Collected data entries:

◆ ◆ ◆ ◆ ◆ ◆ ◆

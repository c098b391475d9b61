//! Rasterization for the raster surface.
//!
//! # Algorithms
//!
//! - **Wu's anti-aliased line** for hairline strokes
//! - **Scanline polygon fill** (even-odd) for filled paths and wide strokes
//! - **Bitmap glyphs** for text, 3x5 cells scaled to the font size
//!
//! # References
//!
//! - Wu, X. (1991). "An Efficient Antialiasing Technique." SIGGRAPH '91.

mod glyphs;
mod primitives;

pub use glyphs::{draw_glyphs, glyph_advance};
pub use primitives::{draw_line_aa, fill_polygons, stroke_polyline};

◆ ◆ ◆ ◆ ◆ ◆ ◆

» **What to produce**
Check each line in the records above for the word "glyphs". Return those that have it.

» **Written response**
//! - **Bitmap glyphs** for text, 3x5 cells scaled to the font size
mod glyphs;
pub use glyphs::{draw_glyphs, glyph_advance};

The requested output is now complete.